What this task involves - From the material below, copy each line that holds the word "bool".

++++ Data for review

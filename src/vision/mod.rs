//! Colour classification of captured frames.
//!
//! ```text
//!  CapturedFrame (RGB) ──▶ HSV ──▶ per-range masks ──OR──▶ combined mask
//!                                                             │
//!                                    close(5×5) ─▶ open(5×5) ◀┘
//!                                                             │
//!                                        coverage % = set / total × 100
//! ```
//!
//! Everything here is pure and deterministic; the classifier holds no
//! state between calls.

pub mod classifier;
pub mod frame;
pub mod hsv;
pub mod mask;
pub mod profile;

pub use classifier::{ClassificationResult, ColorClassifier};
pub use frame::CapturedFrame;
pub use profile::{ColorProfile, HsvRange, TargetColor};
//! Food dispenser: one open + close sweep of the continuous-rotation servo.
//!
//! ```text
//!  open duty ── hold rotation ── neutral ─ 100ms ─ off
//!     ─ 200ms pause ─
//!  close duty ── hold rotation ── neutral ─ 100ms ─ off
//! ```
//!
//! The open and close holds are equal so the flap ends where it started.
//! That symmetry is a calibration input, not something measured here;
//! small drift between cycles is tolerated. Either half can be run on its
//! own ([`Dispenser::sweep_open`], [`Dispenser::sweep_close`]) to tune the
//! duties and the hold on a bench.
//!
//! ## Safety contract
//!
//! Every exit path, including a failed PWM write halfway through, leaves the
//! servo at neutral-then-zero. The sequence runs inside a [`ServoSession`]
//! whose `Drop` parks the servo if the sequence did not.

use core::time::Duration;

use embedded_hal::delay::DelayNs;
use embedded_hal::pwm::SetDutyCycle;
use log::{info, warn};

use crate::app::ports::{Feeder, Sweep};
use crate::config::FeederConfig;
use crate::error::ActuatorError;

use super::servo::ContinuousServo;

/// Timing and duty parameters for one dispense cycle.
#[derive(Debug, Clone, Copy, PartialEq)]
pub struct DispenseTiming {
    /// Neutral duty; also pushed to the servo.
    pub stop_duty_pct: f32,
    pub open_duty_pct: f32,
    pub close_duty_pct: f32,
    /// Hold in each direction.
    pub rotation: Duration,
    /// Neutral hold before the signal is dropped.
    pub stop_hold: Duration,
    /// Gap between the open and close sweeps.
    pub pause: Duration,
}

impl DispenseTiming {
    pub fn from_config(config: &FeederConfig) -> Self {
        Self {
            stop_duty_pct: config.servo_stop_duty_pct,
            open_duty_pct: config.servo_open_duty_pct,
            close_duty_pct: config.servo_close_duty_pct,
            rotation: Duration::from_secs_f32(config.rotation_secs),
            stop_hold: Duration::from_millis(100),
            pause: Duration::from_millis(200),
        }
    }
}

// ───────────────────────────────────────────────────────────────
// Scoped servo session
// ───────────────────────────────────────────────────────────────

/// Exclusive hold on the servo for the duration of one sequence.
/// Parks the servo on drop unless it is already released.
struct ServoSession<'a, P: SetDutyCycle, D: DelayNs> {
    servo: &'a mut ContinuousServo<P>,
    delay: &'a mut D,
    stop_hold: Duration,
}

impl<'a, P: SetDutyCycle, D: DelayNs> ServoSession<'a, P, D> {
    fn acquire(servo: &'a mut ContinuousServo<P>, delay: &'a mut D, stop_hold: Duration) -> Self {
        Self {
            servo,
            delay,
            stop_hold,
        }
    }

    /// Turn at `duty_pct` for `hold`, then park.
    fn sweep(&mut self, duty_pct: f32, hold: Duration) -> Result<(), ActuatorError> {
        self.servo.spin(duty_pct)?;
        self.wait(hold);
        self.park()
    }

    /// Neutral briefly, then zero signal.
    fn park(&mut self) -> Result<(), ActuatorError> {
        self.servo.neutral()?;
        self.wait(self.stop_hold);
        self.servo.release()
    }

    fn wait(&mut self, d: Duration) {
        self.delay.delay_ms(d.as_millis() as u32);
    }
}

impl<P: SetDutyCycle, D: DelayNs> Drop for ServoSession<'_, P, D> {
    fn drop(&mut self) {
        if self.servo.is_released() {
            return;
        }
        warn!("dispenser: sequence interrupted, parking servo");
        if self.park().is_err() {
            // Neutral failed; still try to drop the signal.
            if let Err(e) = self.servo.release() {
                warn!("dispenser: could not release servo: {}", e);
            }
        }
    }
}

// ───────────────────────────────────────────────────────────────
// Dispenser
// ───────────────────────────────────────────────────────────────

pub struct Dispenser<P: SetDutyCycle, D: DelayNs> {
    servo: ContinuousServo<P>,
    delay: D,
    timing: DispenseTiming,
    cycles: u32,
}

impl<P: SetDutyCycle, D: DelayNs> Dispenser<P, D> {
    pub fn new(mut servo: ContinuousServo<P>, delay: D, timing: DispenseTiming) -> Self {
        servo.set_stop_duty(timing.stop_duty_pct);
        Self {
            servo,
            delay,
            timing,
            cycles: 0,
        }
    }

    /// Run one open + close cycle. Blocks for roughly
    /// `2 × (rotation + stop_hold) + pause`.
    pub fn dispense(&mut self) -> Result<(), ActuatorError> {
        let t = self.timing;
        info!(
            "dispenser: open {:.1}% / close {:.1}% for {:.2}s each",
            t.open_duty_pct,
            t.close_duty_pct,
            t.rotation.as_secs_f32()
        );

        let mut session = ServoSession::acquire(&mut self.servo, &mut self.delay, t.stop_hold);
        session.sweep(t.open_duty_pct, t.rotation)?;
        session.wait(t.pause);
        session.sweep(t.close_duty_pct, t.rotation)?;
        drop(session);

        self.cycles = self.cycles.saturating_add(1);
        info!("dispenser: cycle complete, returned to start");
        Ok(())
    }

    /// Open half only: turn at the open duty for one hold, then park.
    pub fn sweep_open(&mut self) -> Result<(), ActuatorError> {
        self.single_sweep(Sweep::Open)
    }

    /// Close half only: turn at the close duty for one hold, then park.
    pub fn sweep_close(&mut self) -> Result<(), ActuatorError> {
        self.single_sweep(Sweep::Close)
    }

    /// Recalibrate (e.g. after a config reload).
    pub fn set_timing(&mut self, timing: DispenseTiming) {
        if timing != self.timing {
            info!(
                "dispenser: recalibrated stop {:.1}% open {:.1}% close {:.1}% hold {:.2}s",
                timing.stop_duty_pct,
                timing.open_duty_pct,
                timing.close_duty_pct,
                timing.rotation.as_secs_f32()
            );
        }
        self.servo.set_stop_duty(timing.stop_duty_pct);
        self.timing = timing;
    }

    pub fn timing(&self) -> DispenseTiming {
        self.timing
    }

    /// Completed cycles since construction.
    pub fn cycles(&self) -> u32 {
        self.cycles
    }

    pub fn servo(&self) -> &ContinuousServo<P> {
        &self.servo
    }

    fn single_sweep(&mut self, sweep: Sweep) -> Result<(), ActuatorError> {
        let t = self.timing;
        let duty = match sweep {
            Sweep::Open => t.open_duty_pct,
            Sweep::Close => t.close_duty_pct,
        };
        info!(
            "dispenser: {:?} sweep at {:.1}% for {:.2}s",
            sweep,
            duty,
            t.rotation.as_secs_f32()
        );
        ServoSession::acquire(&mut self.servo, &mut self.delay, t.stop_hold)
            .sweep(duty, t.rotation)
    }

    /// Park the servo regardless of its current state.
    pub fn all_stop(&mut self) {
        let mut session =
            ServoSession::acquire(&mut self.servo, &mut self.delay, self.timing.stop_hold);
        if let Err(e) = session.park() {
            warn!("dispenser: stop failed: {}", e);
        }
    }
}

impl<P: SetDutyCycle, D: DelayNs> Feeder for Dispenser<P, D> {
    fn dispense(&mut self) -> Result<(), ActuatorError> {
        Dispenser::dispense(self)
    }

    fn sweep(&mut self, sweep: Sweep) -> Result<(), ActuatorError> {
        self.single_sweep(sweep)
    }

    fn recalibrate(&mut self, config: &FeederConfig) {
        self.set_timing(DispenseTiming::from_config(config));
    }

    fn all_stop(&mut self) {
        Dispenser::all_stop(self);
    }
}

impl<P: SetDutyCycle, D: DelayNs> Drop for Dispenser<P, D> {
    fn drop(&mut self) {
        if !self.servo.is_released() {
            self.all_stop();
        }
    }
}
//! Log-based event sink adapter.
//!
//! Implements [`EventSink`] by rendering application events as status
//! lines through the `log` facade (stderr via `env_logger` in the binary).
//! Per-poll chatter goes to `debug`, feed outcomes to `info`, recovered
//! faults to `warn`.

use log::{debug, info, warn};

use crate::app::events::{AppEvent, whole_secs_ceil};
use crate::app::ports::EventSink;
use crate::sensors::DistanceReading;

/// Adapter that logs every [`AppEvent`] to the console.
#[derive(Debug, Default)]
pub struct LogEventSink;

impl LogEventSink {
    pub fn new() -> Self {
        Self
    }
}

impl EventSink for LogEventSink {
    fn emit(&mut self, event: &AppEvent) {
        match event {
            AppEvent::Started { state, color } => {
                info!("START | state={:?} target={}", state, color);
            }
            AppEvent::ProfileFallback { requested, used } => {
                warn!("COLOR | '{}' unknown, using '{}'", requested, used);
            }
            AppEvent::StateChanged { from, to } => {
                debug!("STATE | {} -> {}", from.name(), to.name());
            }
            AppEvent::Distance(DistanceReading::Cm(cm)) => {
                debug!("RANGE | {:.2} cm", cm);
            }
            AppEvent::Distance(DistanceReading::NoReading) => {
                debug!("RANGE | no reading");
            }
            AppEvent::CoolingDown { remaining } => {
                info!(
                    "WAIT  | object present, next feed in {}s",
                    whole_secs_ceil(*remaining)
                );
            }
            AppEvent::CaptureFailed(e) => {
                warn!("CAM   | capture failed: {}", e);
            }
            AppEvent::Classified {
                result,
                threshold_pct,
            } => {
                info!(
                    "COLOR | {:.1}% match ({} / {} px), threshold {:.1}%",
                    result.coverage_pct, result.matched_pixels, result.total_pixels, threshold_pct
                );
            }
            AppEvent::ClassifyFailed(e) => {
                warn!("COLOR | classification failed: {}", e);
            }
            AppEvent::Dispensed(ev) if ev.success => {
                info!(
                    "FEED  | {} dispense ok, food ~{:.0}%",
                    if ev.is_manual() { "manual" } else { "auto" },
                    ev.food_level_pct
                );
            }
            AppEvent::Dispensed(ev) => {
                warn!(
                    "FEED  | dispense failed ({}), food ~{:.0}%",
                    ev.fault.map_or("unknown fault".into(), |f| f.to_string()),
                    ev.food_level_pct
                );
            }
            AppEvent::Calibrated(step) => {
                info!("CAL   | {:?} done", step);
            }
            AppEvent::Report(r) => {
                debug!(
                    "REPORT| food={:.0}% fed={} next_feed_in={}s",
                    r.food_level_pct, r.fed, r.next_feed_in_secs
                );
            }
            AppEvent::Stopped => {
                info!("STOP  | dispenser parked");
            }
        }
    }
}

++++++++
++++ Data for review

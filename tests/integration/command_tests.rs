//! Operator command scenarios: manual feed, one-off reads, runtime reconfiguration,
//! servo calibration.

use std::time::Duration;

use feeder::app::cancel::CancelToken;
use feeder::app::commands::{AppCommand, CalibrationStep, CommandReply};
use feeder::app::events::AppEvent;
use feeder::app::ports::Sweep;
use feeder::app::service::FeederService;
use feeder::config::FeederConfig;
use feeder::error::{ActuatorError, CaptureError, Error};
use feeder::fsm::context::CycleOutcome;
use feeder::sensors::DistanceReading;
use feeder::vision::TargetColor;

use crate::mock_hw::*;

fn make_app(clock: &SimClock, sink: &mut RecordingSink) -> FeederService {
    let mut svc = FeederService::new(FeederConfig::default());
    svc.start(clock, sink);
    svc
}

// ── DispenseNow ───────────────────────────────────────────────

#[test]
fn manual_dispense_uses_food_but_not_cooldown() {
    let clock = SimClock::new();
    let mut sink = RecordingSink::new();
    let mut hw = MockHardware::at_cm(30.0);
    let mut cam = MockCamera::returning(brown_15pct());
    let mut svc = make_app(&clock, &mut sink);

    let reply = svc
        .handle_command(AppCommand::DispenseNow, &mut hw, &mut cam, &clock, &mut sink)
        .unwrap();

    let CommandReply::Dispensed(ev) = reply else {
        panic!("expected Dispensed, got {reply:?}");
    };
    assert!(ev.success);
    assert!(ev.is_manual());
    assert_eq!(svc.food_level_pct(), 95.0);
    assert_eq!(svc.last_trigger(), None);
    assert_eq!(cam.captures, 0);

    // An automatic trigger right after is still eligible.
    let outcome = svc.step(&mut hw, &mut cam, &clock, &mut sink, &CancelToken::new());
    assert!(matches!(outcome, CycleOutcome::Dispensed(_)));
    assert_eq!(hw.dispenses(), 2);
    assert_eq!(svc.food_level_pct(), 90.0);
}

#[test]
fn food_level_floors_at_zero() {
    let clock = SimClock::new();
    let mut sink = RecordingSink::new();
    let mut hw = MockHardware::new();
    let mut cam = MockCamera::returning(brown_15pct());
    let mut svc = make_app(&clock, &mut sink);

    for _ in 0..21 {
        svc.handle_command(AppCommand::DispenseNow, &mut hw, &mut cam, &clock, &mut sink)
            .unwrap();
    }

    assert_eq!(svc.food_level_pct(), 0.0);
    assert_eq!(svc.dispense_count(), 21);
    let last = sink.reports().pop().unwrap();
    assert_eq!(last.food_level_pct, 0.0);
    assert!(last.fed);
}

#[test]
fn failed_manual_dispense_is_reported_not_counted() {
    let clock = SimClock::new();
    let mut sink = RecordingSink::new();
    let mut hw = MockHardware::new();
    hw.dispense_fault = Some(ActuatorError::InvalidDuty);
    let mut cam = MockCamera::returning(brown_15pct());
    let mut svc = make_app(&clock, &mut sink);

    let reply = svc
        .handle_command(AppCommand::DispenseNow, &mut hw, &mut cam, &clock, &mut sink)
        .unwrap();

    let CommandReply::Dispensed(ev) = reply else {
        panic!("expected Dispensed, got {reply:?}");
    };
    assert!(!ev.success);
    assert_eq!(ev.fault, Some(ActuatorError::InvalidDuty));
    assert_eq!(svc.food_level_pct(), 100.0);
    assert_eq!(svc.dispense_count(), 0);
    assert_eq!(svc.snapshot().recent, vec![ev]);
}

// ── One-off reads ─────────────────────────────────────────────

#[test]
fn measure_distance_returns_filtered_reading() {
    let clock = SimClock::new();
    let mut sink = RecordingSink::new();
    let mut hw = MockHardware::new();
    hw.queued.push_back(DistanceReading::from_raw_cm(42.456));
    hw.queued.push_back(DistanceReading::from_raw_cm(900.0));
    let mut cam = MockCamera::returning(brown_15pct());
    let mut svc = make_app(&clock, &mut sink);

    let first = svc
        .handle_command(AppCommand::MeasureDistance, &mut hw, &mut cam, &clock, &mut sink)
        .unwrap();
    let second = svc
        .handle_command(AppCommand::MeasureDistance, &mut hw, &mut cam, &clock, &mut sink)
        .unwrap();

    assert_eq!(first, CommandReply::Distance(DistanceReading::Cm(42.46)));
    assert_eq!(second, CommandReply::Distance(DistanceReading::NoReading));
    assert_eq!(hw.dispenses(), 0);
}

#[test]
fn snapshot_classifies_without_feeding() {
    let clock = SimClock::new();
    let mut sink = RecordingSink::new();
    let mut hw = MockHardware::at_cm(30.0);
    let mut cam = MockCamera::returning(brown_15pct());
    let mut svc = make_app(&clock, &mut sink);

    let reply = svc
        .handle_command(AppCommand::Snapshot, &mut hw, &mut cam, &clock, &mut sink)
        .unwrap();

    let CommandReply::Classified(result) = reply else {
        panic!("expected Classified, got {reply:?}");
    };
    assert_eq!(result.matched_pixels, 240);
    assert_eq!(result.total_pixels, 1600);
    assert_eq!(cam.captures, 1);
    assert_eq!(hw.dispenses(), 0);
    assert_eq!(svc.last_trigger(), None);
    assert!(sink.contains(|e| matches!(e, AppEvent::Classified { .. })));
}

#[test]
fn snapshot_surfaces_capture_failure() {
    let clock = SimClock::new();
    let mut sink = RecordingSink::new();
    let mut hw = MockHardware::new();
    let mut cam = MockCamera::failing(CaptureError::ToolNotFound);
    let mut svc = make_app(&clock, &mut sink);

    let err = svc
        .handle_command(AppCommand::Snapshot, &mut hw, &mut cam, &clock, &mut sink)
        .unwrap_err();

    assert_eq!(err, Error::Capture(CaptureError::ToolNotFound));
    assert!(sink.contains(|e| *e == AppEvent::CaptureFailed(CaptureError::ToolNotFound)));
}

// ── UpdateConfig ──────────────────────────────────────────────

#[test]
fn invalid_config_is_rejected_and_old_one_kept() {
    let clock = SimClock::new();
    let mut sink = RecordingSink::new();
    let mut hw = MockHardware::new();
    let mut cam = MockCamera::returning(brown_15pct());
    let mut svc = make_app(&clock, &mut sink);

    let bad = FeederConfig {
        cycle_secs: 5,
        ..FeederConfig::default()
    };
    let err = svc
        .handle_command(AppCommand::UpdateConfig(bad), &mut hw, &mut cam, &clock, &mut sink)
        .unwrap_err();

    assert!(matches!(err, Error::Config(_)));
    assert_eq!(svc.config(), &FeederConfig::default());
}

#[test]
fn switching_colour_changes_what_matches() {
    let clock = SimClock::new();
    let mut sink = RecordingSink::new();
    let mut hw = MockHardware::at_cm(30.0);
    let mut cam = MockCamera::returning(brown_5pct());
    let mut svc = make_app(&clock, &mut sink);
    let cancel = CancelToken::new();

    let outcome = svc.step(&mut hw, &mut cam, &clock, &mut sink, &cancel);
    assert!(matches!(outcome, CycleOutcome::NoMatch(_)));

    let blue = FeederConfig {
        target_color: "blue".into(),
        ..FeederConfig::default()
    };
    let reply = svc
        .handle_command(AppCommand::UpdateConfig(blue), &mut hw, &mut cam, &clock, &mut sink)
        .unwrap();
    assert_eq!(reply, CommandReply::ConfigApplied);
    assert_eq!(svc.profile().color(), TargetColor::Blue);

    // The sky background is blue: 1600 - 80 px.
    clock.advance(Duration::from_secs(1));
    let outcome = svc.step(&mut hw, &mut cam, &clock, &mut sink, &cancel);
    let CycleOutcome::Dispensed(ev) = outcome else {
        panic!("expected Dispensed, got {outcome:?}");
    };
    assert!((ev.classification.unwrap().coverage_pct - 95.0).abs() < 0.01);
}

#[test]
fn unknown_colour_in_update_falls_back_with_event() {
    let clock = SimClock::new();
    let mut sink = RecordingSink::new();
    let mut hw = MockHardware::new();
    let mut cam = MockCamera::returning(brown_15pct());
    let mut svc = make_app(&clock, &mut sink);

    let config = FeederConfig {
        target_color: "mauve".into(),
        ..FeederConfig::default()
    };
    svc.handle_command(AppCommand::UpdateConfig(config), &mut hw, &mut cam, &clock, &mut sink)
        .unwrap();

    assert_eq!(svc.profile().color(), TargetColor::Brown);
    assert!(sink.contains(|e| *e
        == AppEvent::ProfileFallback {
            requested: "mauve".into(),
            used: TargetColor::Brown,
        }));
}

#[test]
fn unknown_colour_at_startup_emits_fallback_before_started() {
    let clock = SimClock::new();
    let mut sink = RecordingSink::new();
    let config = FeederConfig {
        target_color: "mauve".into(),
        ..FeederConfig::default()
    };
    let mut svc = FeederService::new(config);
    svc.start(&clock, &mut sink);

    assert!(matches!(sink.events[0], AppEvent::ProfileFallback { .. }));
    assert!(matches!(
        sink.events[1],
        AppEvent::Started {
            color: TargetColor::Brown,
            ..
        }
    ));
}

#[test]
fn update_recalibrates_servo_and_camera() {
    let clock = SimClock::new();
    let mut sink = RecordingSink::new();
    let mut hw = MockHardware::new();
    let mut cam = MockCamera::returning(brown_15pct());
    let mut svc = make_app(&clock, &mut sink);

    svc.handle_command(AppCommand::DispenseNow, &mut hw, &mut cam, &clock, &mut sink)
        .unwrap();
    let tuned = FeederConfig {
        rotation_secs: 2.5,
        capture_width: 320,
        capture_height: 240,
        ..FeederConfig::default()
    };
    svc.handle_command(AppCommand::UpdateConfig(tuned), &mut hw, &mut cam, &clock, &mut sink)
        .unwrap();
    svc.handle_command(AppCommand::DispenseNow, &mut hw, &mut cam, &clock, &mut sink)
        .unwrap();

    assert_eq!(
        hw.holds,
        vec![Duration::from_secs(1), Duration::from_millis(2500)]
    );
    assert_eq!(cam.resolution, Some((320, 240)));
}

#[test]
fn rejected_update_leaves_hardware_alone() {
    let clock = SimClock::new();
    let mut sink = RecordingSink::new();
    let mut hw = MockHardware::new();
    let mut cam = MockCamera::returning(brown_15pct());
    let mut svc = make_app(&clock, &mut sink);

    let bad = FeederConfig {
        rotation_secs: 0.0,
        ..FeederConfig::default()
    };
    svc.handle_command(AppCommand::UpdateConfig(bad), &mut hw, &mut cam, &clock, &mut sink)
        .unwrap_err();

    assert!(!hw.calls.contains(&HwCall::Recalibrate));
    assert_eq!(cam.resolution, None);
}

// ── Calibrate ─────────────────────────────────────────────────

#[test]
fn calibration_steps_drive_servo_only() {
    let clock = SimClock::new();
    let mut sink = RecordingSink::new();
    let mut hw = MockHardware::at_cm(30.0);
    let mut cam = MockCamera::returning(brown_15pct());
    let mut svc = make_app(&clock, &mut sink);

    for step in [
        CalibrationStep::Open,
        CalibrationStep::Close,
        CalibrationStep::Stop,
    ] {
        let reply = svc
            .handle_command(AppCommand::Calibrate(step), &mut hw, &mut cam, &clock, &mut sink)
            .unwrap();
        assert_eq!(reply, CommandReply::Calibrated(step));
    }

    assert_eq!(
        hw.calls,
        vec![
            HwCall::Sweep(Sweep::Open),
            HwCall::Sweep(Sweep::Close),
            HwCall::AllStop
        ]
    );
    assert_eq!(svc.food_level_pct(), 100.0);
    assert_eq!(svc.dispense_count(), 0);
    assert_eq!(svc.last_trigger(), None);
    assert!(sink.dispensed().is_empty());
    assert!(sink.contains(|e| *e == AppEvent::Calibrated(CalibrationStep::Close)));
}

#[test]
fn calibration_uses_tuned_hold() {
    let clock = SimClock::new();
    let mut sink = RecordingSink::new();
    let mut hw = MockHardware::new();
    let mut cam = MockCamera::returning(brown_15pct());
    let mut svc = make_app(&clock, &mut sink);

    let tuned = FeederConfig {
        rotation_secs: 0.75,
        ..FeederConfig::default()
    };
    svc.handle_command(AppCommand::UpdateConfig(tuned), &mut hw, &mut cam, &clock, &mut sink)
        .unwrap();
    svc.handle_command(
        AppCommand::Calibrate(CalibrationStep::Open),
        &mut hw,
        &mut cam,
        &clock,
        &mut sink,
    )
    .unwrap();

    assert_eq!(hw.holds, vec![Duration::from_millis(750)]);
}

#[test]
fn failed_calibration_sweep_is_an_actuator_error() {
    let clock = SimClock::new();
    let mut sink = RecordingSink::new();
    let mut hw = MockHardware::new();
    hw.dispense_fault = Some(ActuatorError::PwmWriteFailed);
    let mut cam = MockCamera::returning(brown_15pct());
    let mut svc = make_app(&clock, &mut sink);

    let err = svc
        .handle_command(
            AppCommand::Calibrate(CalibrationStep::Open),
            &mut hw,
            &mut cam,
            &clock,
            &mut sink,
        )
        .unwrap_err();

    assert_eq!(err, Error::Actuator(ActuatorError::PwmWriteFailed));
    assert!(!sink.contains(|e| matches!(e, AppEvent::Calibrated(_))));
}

++++++++
++++ Data for review

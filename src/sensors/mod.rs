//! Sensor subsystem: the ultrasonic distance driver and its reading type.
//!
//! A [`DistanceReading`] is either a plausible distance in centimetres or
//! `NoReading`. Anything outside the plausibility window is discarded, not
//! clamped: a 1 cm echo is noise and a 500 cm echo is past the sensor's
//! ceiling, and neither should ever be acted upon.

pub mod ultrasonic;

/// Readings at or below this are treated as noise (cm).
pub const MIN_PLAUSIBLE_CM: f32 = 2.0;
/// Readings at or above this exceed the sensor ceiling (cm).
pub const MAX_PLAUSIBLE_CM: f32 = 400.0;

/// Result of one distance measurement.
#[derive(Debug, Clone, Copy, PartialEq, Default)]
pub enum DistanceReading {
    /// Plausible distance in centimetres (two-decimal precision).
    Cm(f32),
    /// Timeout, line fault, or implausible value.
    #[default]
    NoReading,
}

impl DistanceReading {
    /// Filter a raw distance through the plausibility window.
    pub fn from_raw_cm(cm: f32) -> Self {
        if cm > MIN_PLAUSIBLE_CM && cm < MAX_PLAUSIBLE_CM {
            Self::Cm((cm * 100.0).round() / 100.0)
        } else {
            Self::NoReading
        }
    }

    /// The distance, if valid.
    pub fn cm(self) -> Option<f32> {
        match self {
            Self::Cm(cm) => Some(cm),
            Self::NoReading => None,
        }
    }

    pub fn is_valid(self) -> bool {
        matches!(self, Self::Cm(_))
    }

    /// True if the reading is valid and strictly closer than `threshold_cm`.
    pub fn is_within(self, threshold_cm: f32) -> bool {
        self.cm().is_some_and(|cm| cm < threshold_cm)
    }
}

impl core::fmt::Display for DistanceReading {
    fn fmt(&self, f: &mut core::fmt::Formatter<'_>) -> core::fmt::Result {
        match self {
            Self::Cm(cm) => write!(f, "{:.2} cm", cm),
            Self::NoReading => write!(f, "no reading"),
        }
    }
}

++++++++

Written response -
    pub fn is_valid(self) -> bool {
    pub fn is_within(self, threshold_cm: f32) -> bool {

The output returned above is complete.